As described above, in this embodiment, it is possible to easily detect whether or not an abnormality has occurred in the setting data by checking the parity of the setting data. If an abnormality is detected, the reset signal is output. Is supplied to the FDDC to stop its operation, thereby preventing a malfunction.

[0020]

As described above, according to the present invention, the controller child floppy disk drive controller according to the present invention
According to the floppy disk drive equipped with the
The abnormality of the setting data supplied from the memory such as OM can be prevented reliably detected and erroneous operation.

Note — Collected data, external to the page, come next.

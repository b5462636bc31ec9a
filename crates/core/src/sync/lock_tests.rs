// SPDX-License-Identifier: BUSL-1.1
// Copyright (c) 2026 Alfred Jean LLC

use super::*;
use std::sync::Mutex;

#[tokio::test]
async fn lock_tracks_ownership() {
    let ctx = Context::in_memory();
    let lock = Lock::new(&ctx).await.unwrap();

    assert!(!lock.is_owned());
    assert!(!lock.locked().await.unwrap());

    lock.acquire().await.unwrap();
    assert!(lock.is_owned());
    assert!(lock.locked().await.unwrap());

    lock.release().await.unwrap();
    assert!(!lock.is_owned());
    assert!(!lock.locked().await.unwrap());
}

#[tokio::test]
async fn second_instance_cannot_take_held_lock() {
    let ctx = Context::in_memory();
    let lock = Lock::new(&ctx).await.unwrap();
    let other = Lock::attach(&ctx, lock.descriptor());

    lock.acquire().await.unwrap();
    assert!(!other.is_owned());
    assert!(matches!(other.try_acquire().await, Err(SyncError::WouldBlock)));
    assert!(matches!(
        other.acquire_timeout(Duration::from_millis(20)).await,
        Err(SyncError::Timeout)
    ));

    lock.release().await.unwrap();
    other.try_acquire().await.unwrap();
    assert!(other.is_owned());
}

#[tokio::test]
async fn releasing_unlocked_lock_fails() {
    let ctx = Context::in_memory();
    let lock = Lock::new(&ctx).await.unwrap();
    assert!(matches!(lock.release().await, Err(SyncError::Overreleased)));
}

#[tokio::test(flavor = "multi_thread", worker_threads = 4)]
async fn lock_serializes_critical_sections() {
    let ctx = Context::in_memory();
    let lock = Lock::new(&ctx).await.unwrap();
    let log = Arc::new(Mutex::new(Vec::new()));

    let mut tasks = Vec::new();
    for worker in 0..4u32 {
        let lock = Lock::attach(&ctx, lock.descriptor());
        let log = Arc::clone(&log);
        tasks.push(tokio::spawn(async move {
            for _ in 0..3 {
                lock.acquire().await?;
                log.lock().unwrap_or_else(|e| e.into_inner()).push((worker, "enter"));
                tokio::time::sleep(Duration::from_millis(2)).await;
                log.lock().unwrap_or_else(|e| e.into_inner()).push((worker, "exit"));
                lock.release().await?;
            }
            Ok::<_, SyncError>(())
        }));
    }
    for task in tasks {
        task.await.unwrap().unwrap();
    }

    let log = log.lock().unwrap_or_else(|e| e.into_inner());
    assert_eq!(log.len(), 24);
    for pair in log.chunks(2) {
        assert_eq!(pair[0].0, pair[1].0, "interleaved critical section");
        assert_eq!(pair[0].1, "enter");
        assert_eq!(pair[1].1, "exit");
    }
}

#[tokio::test]
async fn rlock_reenters_within_one_instance() {
    let ctx = Context::in_memory();
    let rlock = RLock::new(&ctx).await.unwrap();

    rlock.acquire().await.unwrap();
    rlock.acquire().await.unwrap();
    rlock.try_acquire().await.unwrap();
    assert_eq!(rlock.depth(), 3);

    let other = RLock::attach(&ctx, rlock.descriptor());
    assert!(matches!(other.try_acquire().await, Err(SyncError::WouldBlock)));

    rlock.release().await.unwrap();
    rlock.release().await.unwrap();
    assert!(matches!(other.try_acquire().await, Err(SyncError::WouldBlock)));

    rlock.release().await.unwrap();
    assert!(!rlock.is_owned());
    other.try_acquire().await.unwrap();
}

#[tokio::test]
async fn rlock_release_without_acquire_is_not_owner() {
    let ctx = Context::in_memory();
    let rlock = RLock::new(&ctx).await.unwrap();
    assert!(matches!(rlock.release().await, Err(SyncError::NotOwner)));
}

#[tokio::test(flavor = "multi_thread", worker_threads = 4)]
async fn handoff_between_clones_keeps_ownership() {
    let ctx = Context::in_memory();
    let lock = Lock::new(&ctx).await.unwrap();

    let mut tasks = Vec::new();
    for lock in [lock.clone(), lock.clone()] {
        tasks.push(tokio::spawn(async move {
            let mut disowned = 0;
            for _ in 0..150 {
                lock.acquire().await?;
                if !lock.is_owned() {
                    disowned += 1;
                }
                tokio::task::yield_now().await;
                lock.release().await?;
            }
            Ok::<_, SyncError>(disowned)
        }));
    }
    for task in tasks {
        assert_eq!(task.await.unwrap().unwrap(), 0);
    }
    assert!(!lock.locked().await.unwrap());
}

#[tokio::test(flavor = "multi_thread", worker_threads = 2)]
async fn clone_in_another_task_does_not_own() {
    let ctx = Context::in_memory();
    let lock = Lock::new(&ctx).await.unwrap();
    lock.acquire().await.unwrap();

    let clone = lock.clone();
    let seen = tokio::spawn(async move { clone.is_owned() }).await.unwrap();
    assert!(!seen);
    assert!(lock.is_owned());
    lock.release().await.unwrap();
}

#[tokio::test]
async fn failed_release_keeps_owner() {
    let ctx = Context::in_memory();
    let lock = Lock::new(&ctx).await.unwrap();
    let other = Lock::attach(&ctx, lock.descriptor());

    lock.acquire().await.unwrap();
    other.release().await.unwrap();
    // The store slot is free again while `lock` still records its owner
    assert!(matches!(lock.release().await, Err(SyncError::Overreleased)));
    assert!(lock.is_owned());
}

#[tokio::test(flavor = "multi_thread", worker_threads = 2)]
async fn rlock_clone_in_another_task_is_excluded() {
    let ctx = Context::in_memory();
    let rlock = RLock::new(&ctx).await.unwrap();
    rlock.acquire().await.unwrap();

    let clone = rlock.clone();
    let attempt = tokio::spawn(async move {
        let acquired = clone.try_acquire().await;
        let released = clone.release().await;
        (acquired, released)
    })
    .await
    .unwrap();
    assert!(matches!(attempt.0, Err(SyncError::WouldBlock)));
    assert!(matches!(attempt.1, Err(SyncError::NotOwner)));
    assert_eq!(rlock.depth(), 1);

    rlock.release().await.unwrap();
    assert!(!rlock.locked().await.unwrap());
}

[Brief description of the drawings]

FIG. 1 is an explanatory diagram of a format of setting data according to an embodiment of the present invention.

FIG. 2 is a circuit diagram of a detection circuit in the embodiment.

FIG. 3 is a timing chart of a detection circuit in the embodiment.

FIG. 4 is a block diagram showing a control method of a conventional floppy disk drive controller.

[Explanation of symbols]

10 PROM 12 FDDC (Floppy Disk Drive Controller)

Claims (2)

(57) [Claims] 1. A control device for a floppy disk drive controller for controlling the operation of a floppy disk drive controller by supplying a control command stored in a memory in advance, wherein a parity of the control command supplied from the memory is calculated. And comparing the calculated parity with the value of the parity bit added beforehand to the control command, and if the two do not match.
Operation of the floppy disk drive controller
And a comparison circuit for outputting a signal for resetting the operation of the floppy disk drive controller. Wherein <br/> floppy disk drive, characterized in that it comprises a control device of the floppy disk drive controller of Claim 1, wherein.